Dilema – Rodovias agravam problemas sociais. Segundo o Departamento Nacional de Infra-Estrutura de Transportes (DNIT), a pavimentação da BR-163 é necessária para o escoamento de produção e para atender às necessidades das populações vizinhas, além de contribuir para o desenvolvimento econômico e social da região. Por Antônio José Soares, do Diário do Pará, PA, 24/03/2008.

Para o governo, as rodovias federais que rasgam a floresta amazônica são tão importantes que as incluiu no Programa de Aceleração do Crescimento (PAC). Mas há quem se oponha a essas obras, alegando que causam grandes impactos sociais e ambientais na Amazônia e podem dificultar as tentativas de controlar o desmatamento.

É o caso do pesquisador Philip Fearnside, do Departamento de Ecologia do Instituto Nacional de Pesquisas da Amazônia (Inpa), sediado em Manaus (AM). Ele é uma das maiores autoridades mundiais em questões ambientais, com mais de 20 anos de experiência na região e centenas de trabalhos publicados.

Fearnside assumiu essa posição ao participar, na semana passada, do seminário ‘Ferrovia e BR-319 – Um debate necessário e urgente para o Amazonas’, organizado pelo Instituto de Conservação e Desenvolvimento Sustentável do Amazonas (Idesam) e pela Secretaria de Estado do Meio Ambiente e Desenvolvimento Sustentável do Amazonas. O evento contou com a participação da ministra do Meio Ambiente, Marina Silva, e do governador Eduardo Braga, entre outros convidados.

Fearnside foca suas observações nas rodovias federais, Brs 230 (Transamazônica), 163 (Santarém – Cuiabá) e 319 (Manaus – Porto Velho (RO)).

A Transamazônica foi aberta a partir 1970 com o objetivo de ocupar e colonizar a Amazônia, dentro da concepção do regime militar de integrar para não entregar. A BR-163, também inspirada na geopolítica dos militares, será utilizada principalmente para o escoamento da produção de soja do Centro-Oeste pelos portos de Santarém e Miritituba (Itaituba).

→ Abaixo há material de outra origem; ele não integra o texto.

//! File transfers mailed to recipients outside the account.

use serde_json::Value;

use crate::client::PCloudClient;
use crate::error::ApiError;
use crate::http::{FilePart, HttpRequest};
use crate::params::{require_list, require_str, Params};
use crate::transport::Transport;

#[derive(Debug, Clone, Default, PartialEq, Eq)]
pub struct UploadTransfer {
    pub sendermail: String,
    pub receivermails: Vec<String>,
    pub files: Vec<FilePart>,
    pub message: Option<String>,
    pub progresshash: Option<String>,
}

impl UploadTransfer {
    pub fn params(&self) -> Result<Params, ApiError> {
        let mut p = Params::new().with("sendermail", require_str("sendermail", &self.sendermail)?);
        p.list("receivermails", require_list("receivermails", &self.receivermails)?);
        require_list("files", &self.files)?;
        p.opt("message", self.message.as_deref());
        p.opt("progresshash", self.progresshash.as_deref());
        Ok(p)
    }

    pub fn request(&self) -> Result<HttpRequest, ApiError> {
        Ok(HttpRequest::multipart("uploadtransfer", self.params()?, self.files.clone()))
    }
}

impl<T: Transport> PCloudClient<T> {
    pub fn uploadtransfer(&self, request: &UploadTransfer) -> Result<Value, ApiError> {
        self.json(request.request()?)
    }

    pub fn uploadtransferprogress(&self, progresshash: &str) -> Result<Value, ApiError> {
        let p = Params::new().with("progresshash", require_str("progresshash", progresshash)?);
        self.get_json("uploadtransferprogress", p)
    }
}

#[cfg(test)]
mod tests {
    use super::*;
    use crate::client::testing::*;
    use crate::http::{HttpMethod, RequestBody};

    fn transfer() -> UploadTransfer {
        UploadTransfer {
            sendermail: "me@x.com".to_string(),
            receivermails: vec!["a@x.com".to_string(), "b@x.com".to_string()],
            files: vec![FilePart::new("/tmp/big.iso").with_field("iso")],
            ..UploadTransfer::default()
        }
    }

    #[test]
    fn every_required_field() {
        let c = client();
        assert_rejected(
            &c,
            c.uploadtransfer(&UploadTransfer {
                sendermail: String::new(),
                ..transfer()
            }),
        );
        assert_rejected(
            &c,
            c.uploadtransfer(&UploadTransfer {
                receivermails: Vec::new(),
                ..transfer()
            }),
        );
        assert_rejected(
            &c,
            c.uploadtransfer(&UploadTransfer {
                files: Vec::new(),
                ..transfer()
            }),
        );
        assert_rejected(&c, c.uploadtransferprogress(""));
    }

    #[test]
    fn uploadtransfer_request() {
        let c = client();
        c.uploadtransfer(&UploadTransfer {
            message: Some("enjoy".to_string()),
            ..transfer()
        })
        .unwrap();
        let req = c.transport().last();
        assert_eq!(req.method, HttpMethod::Post);
        assert!(matches!(req.body, RequestBody::Multipart(ref parts) if parts[0].field == "iso"));
        assert_sent(
            &c,
            "uploadtransfer",
            &[
                ("message", "enjoy"),
                ("receivermails", "a@x.com,b@x.com"),
                ("sendermail", "me@x.com"),
            ],
        );
    }
}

Todos os anos, no período chuvoso, a BR-163 fica intransitável no trecho paraense, de cerca de 600 quilômetros. A mais polêmica, entretanto, é a BR-319, abandonada há mais de 20 anos. A obra de pavimentação representaria na prática uma reabertura da estrada, segundo o pesquisador.

Fearnside considera que as estradas permitem abertura de áreas amazônicas ainda inacessíveis hoje e promovem uma migração dos focos de desmatamento. “Muitas regiões não estão preparadas para esse tipo de empreendimento. O desmatamento se espalhará por estradas laterais, de acesso, sem controle nenhum”, explica.

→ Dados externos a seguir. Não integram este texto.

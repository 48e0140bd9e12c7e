//! HTTP transport types.
//!
//! # Design
//! Requests and responses are plain data. The endpoint wrappers build an
//! `HttpRequest`, a `Transport` executes it, and the client decodes the
//! resulting `HttpResponse`. Keeping the I/O behind this boundary means every
//! request builder can be tested without a network.
//!
//! Response bodies are bytes: thumbnails, zips, and text downloads are passed
//! through untouched, and only JSON endpoints ever parse them.

use std::path::{Path, PathBuf};

use crate::params::Params;

/// HTTP method for a request.
#[derive(Debug, Clone, Copy, PartialEq, Eq)]
pub enum HttpMethod {
    Get,
    Post,
    Put,
}

impl HttpMethod {
    pub fn as_str(&self) -> &'static str {
        match self {
            HttpMethod::Get => "GET",
            HttpMethod::Post => "POST",
            HttpMethod::Put => "PUT",
        }
    }
}

/// One file in a multipart upload.
///
/// The source is opened by the transport when the request is sent and closed
/// as soon as the request completes.
#[derive(Debug, Clone, PartialEq, Eq)]
pub struct FilePart {
    /// Multipart field name.
    pub field: String,
    /// Local file to stream into the body.
    pub source: PathBuf,
    /// File name reported to the server.
    pub filename: String,
}

impl FilePart {
    /// A part named `file` whose remote name is the source's base name.
    pub fn new(source: impl Into<PathBuf>) -> Self {
        let source = source.into();
        let filename = base_name(&source);
        Self {
            field: "file".to_string(),
            source,
            filename,
        }
    }

    pub fn with_field(mut self, field: impl Into<String>) -> Self {
        self.field = field.into();
        self
    }

    pub fn with_filename(mut self, filename: impl Into<String>) -> Self {
        self.filename = filename.into();
        self
    }
}

fn base_name(path: &Path) -> String {
    path.file_name()
        .map(|n| n.to_string_lossy().into_owned())
        .unwrap_or_default()
}

/// Request payload.
#[derive(Debug, Clone, Default, PartialEq, Eq)]
pub enum RequestBody {
    #[default]
    Empty,
    /// Raw bytes sent as `application/octet-stream`.
    Bytes(Vec<u8>),
    /// `multipart/form-data` built from local files.
    Multipart(Vec<FilePart>),
}

/// An API call described as plain data.
///
/// `endpoint` is the bare method name (`listfolder`, `getthumb`, ...); the
/// transport joins it with its configured base URL.
#[derive(Debug, Clone, PartialEq, Eq)]
pub struct HttpRequest {
    pub method: HttpMethod,
    pub endpoint: String,
    pub params: Params,
    pub body: RequestBody,
}

impl HttpRequest {
    pub fn get(endpoint: &str, params: Params) -> Self {
        Self {
            method: HttpMethod::Get,
            endpoint: endpoint.to_string(),
            params,
            body: RequestBody::Empty,
        }
    }

    pub fn multipart(endpoint: &str, params: Params, files: Vec<FilePart>) -> Self {
        Self {
            method: HttpMethod::Post,
            endpoint: endpoint.to_string(),
            params,
            body: RequestBody::Multipart(files),
        }
    }

    pub fn put_bytes(endpoint: &str, params: Params, data: Vec<u8>) -> Self {
        Self {
            method: HttpMethod::Put,
            endpoint: endpoint.to_string(),
            params,
            body: RequestBody::Bytes(data),
        }
    }
}

/// An HTTP response described as plain data.
#[derive(Debug, Clone, PartialEq, Eq)]
pub struct HttpResponse {
    pub status: u16,
    pub headers: Vec<(String, String)>,
    pub body: Vec<u8>,
}

impl HttpResponse {
    pub fn new(status: u16, body: impl Into<Vec<u8>>) -> Self {
        Self {
            status,
            headers: Vec::new(),
            body: body.into(),
        }
    }

    pub fn is_success(&self) -> bool {
        (200..300).contains(&self.status)
    }

    /// Case-insensitive header lookup.
    pub fn header(&self, name: &str) -> Option<&str> {
        self.headers
            .iter()
            .find(|(k, _)| k.eq_ignore_ascii_case(name))
            .map(|(_, v)| v.as_str())
    }

    /// Body as text, replacing invalid UTF-8.
    pub fn text(&self) -> String {
        String::from_utf8_lossy(&self.body).into_owned()
    }
}

#[cfg(test)]
mod tests {
    use super::*;

    #[test]
    fn file_part_defaults_to_base_name() {
        let part = FilePart::new("/tmp/photos/cat.jpg");
        assert_eq!(part.field, "file");
        assert_eq!(part.filename, "cat.jpg");

        let part = part.with_field("upload").with_filename("kitten.jpg");
        assert_eq!(part.field, "upload");
        assert_eq!(part.filename, "kitten.jpg");
        assert_eq!(part.source, PathBuf::from("/tmp/photos/cat.jpg"));
    }

    #[test]
    fn response_success_range() {
        assert!(HttpResponse::new(200, "").is_success());
        assert!(HttpResponse::new(204, "").is_success());
        assert!(!HttpResponse::new(302, "").is_success());
        assert!(!HttpResponse::new(500, "").is_success());
    }

    #[test]
    fn header_lookup_ignores_case() {
        let mut resp = HttpResponse::new(200, "");
        resp.headers
            .push(("Content-Type".to_string(), "image/png".to_string()));
        assert_eq!(resp.header("content-type"), Some("image/png"));
        assert_eq!(resp.header("x-missing"), None);
    }

    #[test]
    fn text_is_lossy() {
        let resp = HttpResponse::new(200, vec![b'o', b'k', 0xff]);
        assert_eq!(resp.text(), "ok\u{fffd}");
    }
}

Para ele, a pavimentação dessas rodovias implicará, além de desmatamento, em grilagem, problemas sociais e conflito pela posse da terra, numa região ainda livre desse tipo de problema.

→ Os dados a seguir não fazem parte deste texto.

impl Store {
    fn allocate(&mut self) -> u64 {
        let id = self.next_id;
        self.next_id += 1;
        id
    }

    fn child_folder(&self, parent: u64, name: &str) -> Option<u64> {
        self.folders
            .iter()
            .find(|(id, f)| **id != ROOT_FOLDER_ID && f.parent == parent && f.name == name)
            .map(|(id, _)| *id)
    }

    fn child_file(&self, parent: u64, name: &str) -> Option<u64> {
        self.files
            .iter()
            .find(|(_, f)| f.parent == parent && f.name == name)
            .map(|(id, _)| *id)
    }

    fn folder_by_path(&self, path: &str) -> Option<u64> {
        path.split('/')
            .filter(|part| !part.is_empty())
            .try_fold(ROOT_FOLDER_ID, |parent, name| self.child_folder(parent, name))
    }

    fn file_by_path(&self, path: &str) -> Option<u64> {
        let (dir, name) = path.rsplit_once('/')?;
        self.child_file(self.folder_by_path(dir)?, name)
    }

    fn create_folder(&mut self, parent: u64, name: &str) -> u64 {
        let id = self.allocate();
        self.folders.insert(
            id,
            Folder {
                name: name.to_string(),
                parent,
            },
        );
        id
    }

    /// Same-named files in the folder are overwritten in place.
    fn put_file(&mut self, parent: u64, name: &str, content: Vec<u8>) -> u64 {
        let id = match self.child_file(parent, name) {
            Some(id) => id,
            None => self.allocate(),
        };
        self.files.insert(
            id,
            StoredFile {
                name: name.to_string(),
                parent,
                content,
            },
        );
        id
    }

    fn is_empty_folder(&self, id: u64) -> bool {
        !self.folders.iter().any(|(child, f)| *child != id && f.parent == id)
            && !self.files.values().any(|f| f.parent == id)
    }

    /// Removes a folder and everything under it; returns (files, folders).
    fn remove_tree(&mut self, id: u64) -> (u64, u64) {
        let children: Vec<u64> = self
            .folders
            .iter()
            .filter(|(child, f)| **child != id && f.parent == id)
            .map(|(child, _)| *child)
            .collect();
        let mut files = 0;
        let mut folders = 1;
        for child in children {
            let (f, d) = self.remove_tree(child);
            files += f;
            folders += d;
        }
        let before = self.files.len();
        self.files.retain(|_, f| f.parent != id);
        files += (before - self.files.len()) as u64;
        self.folders.remove(&id);
        (files, folders)
    }

    fn used_quota(&self) -> u64 {
        self.files.values().map(|f| f.content.len() as u64).sum()
    }

    fn file_meta(&self, id: u64) -> Option<Metadata> {
        let file = self.files.get(&id)?;
        Some(Metadata {
            name: file.name.clone(),
            isfolder: false,
            parentfolderid: file.parent,
            folderid: None,
            fileid: Some(id),
            size: Some(file.content.len() as u64),
            contents: None,
        })
    }

    fn folder_meta(&self, id: u64, depth: Option<usize>, nofiles: bool) -> Option<Metadata> {
        let folder = self.folders.get(&id)?;
        let contents = match depth {
            Some(0) => None,
            _ => {
                let next = depth.map(|d| d - 1);
                let mut items: Vec<Metadata> = self
                    .folders
                    .iter()
                    .filter(|(child, f)| **child != id && f.parent == id)
                    .filter_map(|(child, _)| self.folder_meta(*child, next, nofiles))
                    .collect();
                if !nofiles {
                    items.extend(
                        self.files
                            .iter()
                            .filter(|(_, f)| f.parent == id)
                            .filter_map(|(file, _)| self.file_meta(*file)),
                    );
                }
                items.sort_by(|a, b| a.name.cmp(&b.name));
                Some(items)
            }
        };
        Some(Metadata {
            name: folder.name.clone(),
            isfolder: true,
            parentfolderid: folder.parent,
            folderid: Some(id),
            fileid: None,
            size: None,
            contents,
        })
    }
}

pub type Db = Arc<RwLock<Store>>;

type QueryMap = HashMap<String, String>;
type ApiResult = Result<Json<Value>, Json<Value>>;

pub fn app() -> Router {
    let db: Db = Arc::new(RwLock::new(Store::default()));
    Router::new()
        .route("/userinfo", get(userinfo))
        .route("/listtokens", get(listtokens))
        .route("/createfolder", get(createfolder))
        .route("/createfolderifnotexists", get(createfolderifnotexists))
        .route("/listfolder", get(listfolder))
        .route("/deletefolder", get(deletefolder))
        .route("/deletefolderrecursive", get(deletefolderrecursive))
        .route("/uploadfile", post(uploadfile))
        .route("/stat", get(stat))
        .route("/deletefile", get(deletefile))
        .route("/gettextfile", get(gettextfile))
        .route("/getthumb", get(getthumb))
        .route("/upload_create", get(upload_create))
        .route("/upload_write", put(upload_write))
        .route("/upload_save", get(upload_save))
        .route_layer(middleware::from_fn(require_token))
        .fallback(unknown_method)
        .with_state(db)
}

pub async fn run(listener: TcpListener) -> Result<(), std::io::Error> {
    axum::serve(listener, app()).await
}

fn api_error(result: u32, message: &str) -> Json<Value> {
    Json(json!({ "result": result, "error": message }))
}

fn flag(q: &QueryMap, key: &str) -> bool {
    q.get(key).is_some_and(|v| v != "0")
}

fn number(q: &QueryMap, key: &str) -> Result<Option<u64>, Json<Value>> {
    q.get(key)
        .map(|v| v.parse().map_err(|_| api_error(1004, &format!("Invalid '{key}' provided."))))
        .transpose()
}

fn folder_id(store: &Store, q: &QueryMap) -> Result<u64, Json<Value>> {
    let missing = || api_error(2005, "Directory does not exist.");
    if let Some(id) = number(q, "folderid")? {
        return store.folders.contains_key(&id).then_some(id).ok_or_else(missing);
    }
    match q.get("path") {
        Some(path) => store.folder_by_path(path).ok_or_else(missing),
        None => Err(api_error(1002, "No full path or folderid provided.")),
    }
}

fn file_id(store: &Store, q: &QueryMap) -> Result<u64, Json<Value>> {
    let missing = || api_error(2009, "File not found.");
    if let Some(id) = number(q, "fileid")? {
        return store.files.contains_key(&id).then_some(id).ok_or_else(missing);
    }
    match q.get("path") {
        Some(path) => store.file_by_path(path).ok_or_else(missing),
        None => Err(api_error(1004, "No fileid or path provided.")),
    }
}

Fearnside assegura que a rodovia pode ampliar os problemas urbanos em Manaus, a cidade mais rica da região Norte e a terceira no país em renda per capita. Com a pavimentação da BR-319, que já está em andamento, segundo ele, Manaus pode passar por processo de inchaço demográfico insustentável.

Isso também ocorrerá com Porto Velho em função da construção das Hidrelétricas de Santo Antônio e Jirau, no rio Madeira. Porém, de forma temporária. “Com as novas usinas, mais de 100 mil pessoas chegarão a Porto Velho. Ao término da obra, a cidade não terá como acolher essa população. Se a rodovia estiver pavimentada, toda essa população vai para Manaus, ao invés de se espalhar novamente pela região”, explica.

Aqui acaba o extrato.